In screenwriting, a writer has about 120 pages, or 120
minutes to tell their story. This means
that everything has to be distilled to its essence, and screenwriters strive to
capture only the most emotionally impactful moments in any scene. While novels also follow certain structures, they have an
unlimited number of pages in which to do it.
Films, on the other hand, have the most unrelenting editor
of all: time. Few people will sit through a movie longer
than two hours, and even fewer studios will consider reading anything longer
than 140 pages. Perhaps in no other
medium is the approach so formulaic: an
inciting incident within the first ten pages, a set back by page thrty, a
turning point on page sixty, the final set back on page ninety, and final
resolution by page 120.
In order to tell a complete story in this amount of time,
screenwriters have to train themselves to think in terms of action rather than
thoughts, impressions, or feelings.
Backstory is still important, but instead of ten or twenty pages showing
a main character thinking, describing and remembering their troubled
relationship with their mother, a script would summarize the conflict in a
sentence or two or dialogue or description, and preferrably one that isn't even
telling you about their relationship.
For example, "Camera PANS
across her apartment, filled with lovingly framed pictures. There isn't a single one of anyone related to
her." Done. Twenty years of dysfunction in two sentences, without even a mention of the word mother. This works in a script, but in a novel it would seem rushed, to say the least.
There is even a phrase for when in the story a screenplay
should begin: in medea res, which means
"into the middle of things".
Think of a Bond film. The very
first scene shows the hero in a car chase, escaping an underwater dungeon or
free falling into the Hoover Dam. Transport that same scene in novel form and a reader would flip to the Table of Contents, wondering if some pages had been truncated.
Then there are the endings, which are even more terse. Once the golden elixir is found, the city is saved, the boy gets girl back---there's no point in lingering, and we immediately FADE TO BLACK.
Most of my writing experience is in writing for the
screen---whether television or movies. I
knew novel writing was different; in fact, when I used to read screenplays for
a production company, we could always spot the novelists because of the sheer
amount of…words on their screenplay. Some screenwriting gurus even recommend that any block of text in
a screenplay longer than five lines be edited.

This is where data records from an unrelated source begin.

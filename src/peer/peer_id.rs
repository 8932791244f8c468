use std::fmt;

/// Which of the two connections of the loopback call.
#[derive(Debug, Clone, Copy, PartialEq, Eq, Hash)]
pub enum PeerId {
    /// Owns the captured media and makes the offer.
    Local,
    /// Answers and receives the local media.
    Remote,
}

impl PeerId {
    #[must_use]
    pub const fn other(self) -> Self {
        match self {
            PeerId::Local => PeerId::Remote,
            PeerId::Remote => PeerId::Local,
        }
    }

    /// Render sink showing this side's video: the local preview or the
    /// media received by the remote connection.
    #[must_use]
    pub const fn video_sink_id(self) -> &'static str {
        match self {
            PeerId::Local => "localVideo",
            PeerId::Remote => "remoteVideo",
        }
    }
}

impl fmt::Display for PeerId {
    fn fmt(&self, f: &mut fmt::Formatter<'_>) -> fmt::Result {
        f.write_str(match self {
            PeerId::Local => "local",
            PeerId::Remote => "remote",
        })
    }
}

#[cfg(test)]
mod tests {
    use super::*;

    #[test]
    fn naming_helpers() {
        assert_eq!(PeerId::Local.other(), PeerId::Remote);
        assert_eq!(PeerId::Remote.other().other(), PeerId::Remote);
        assert_eq!(PeerId::Local.to_string(), "local");
        assert_eq!(PeerId::Remote.video_sink_id(), "remoteVideo");
    }
}
//! The in-process relay between the two connections: the offer/answer
//! pipeline and trickled candidate delivery.
pub mod coordinator_event;
pub mod negotiation_coordinator;
pub mod negotiation_error;
pub mod negotiation_step;
pub mod offer_options;

pub use coordinator_event::CoordinatorEvent;
pub use negotiation_coordinator::NegotiationCoordinator;
pub use negotiation_error::NegotiationError;
pub use negotiation_step::NegotiationStep;
pub use offer_options::OfferOptions;
use std::cmp::{max, min};

use super::candidate_info::CandidateInfo;

/// A local/remote candidate pair and its RFC 8445 §6.1.2.3 priority.
#[derive(Debug, Clone, PartialEq, Eq)]
pub struct CandidatePair {
    pub local: CandidateInfo,
    pub remote: CandidateInfo,
    pub priority: u64,
}

impl CandidatePair {
    /// The controlling agent's candidate is `G`, the controlled one's `D`.
    #[must_use]
    pub fn new(local: CandidateInfo, remote: CandidateInfo, controlling: bool) -> Self {
        let (g, d) = if controlling {
            (local.priority, remote.priority)
        } else {
            (remote.priority, local.priority)
        };
        let priority = Self::pair_priority(u64::from(g), u64::from(d));
        Self {
            local,
            remote,
            priority,
        }
    }

    fn pair_priority(g: u64, d: u64) -> u64 {
        (1 << 32) * min(g, d) + 2 * max(g, d) + u64::from(g > d)
    }
}

#[cfg(test)]
mod tests {
    #![allow(clippy::unwrap_used)]
    use super::*;

    fn host(port: u16, pref: u16) -> CandidateInfo {
        CandidateInfo::host(format!("127.0.0.1:{port}").parse().unwrap(), 1, pref)
    }

    #[test]
    fn both_sides_compute_the_same_priority() {
        let a = host(50000, 65_535);
        let b = host(50002, 65_534);
        let from_controlling = CandidatePair::new(a.clone(), b.clone(), true);
        let from_controlled = CandidatePair::new(b, a, false);
        assert_eq!(from_controlling.priority, from_controlled.priority);
    }

    #[test]
    fn higher_candidates_make_higher_pairs() {
        let best = CandidatePair::new(host(1, 65_535), host(2, 65_535), true);
        let worse = CandidatePair::new(host(1, 65_535), host(3, 100), true);
        assert!(best.priority > worse.priority);
    }
}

This seems absurd until you start reading scripts from films that were
actually produced and realize that this is not only true for the most part, but it's one of the reasons the film succeeds.
Which leads me to the feedback I get the most: that the story started too quickly and ended
too abruptly. I realize that this is true,
and I'm writing about it now not as a way to make excuses, but as a way to
remind myself that there is so much more to learn.
Although now that it's been pointed out to me, I do wish I
could re-write my book and flesh out the ending a little more…
Writing is an art. Sublime writing IS art. The most important thing will always be a
great story creatively told. My mistake (which I will correct with my next
novel!) is in not respecting writing as a discipline---and experience in one
genre doesn't necessarily carry over into another.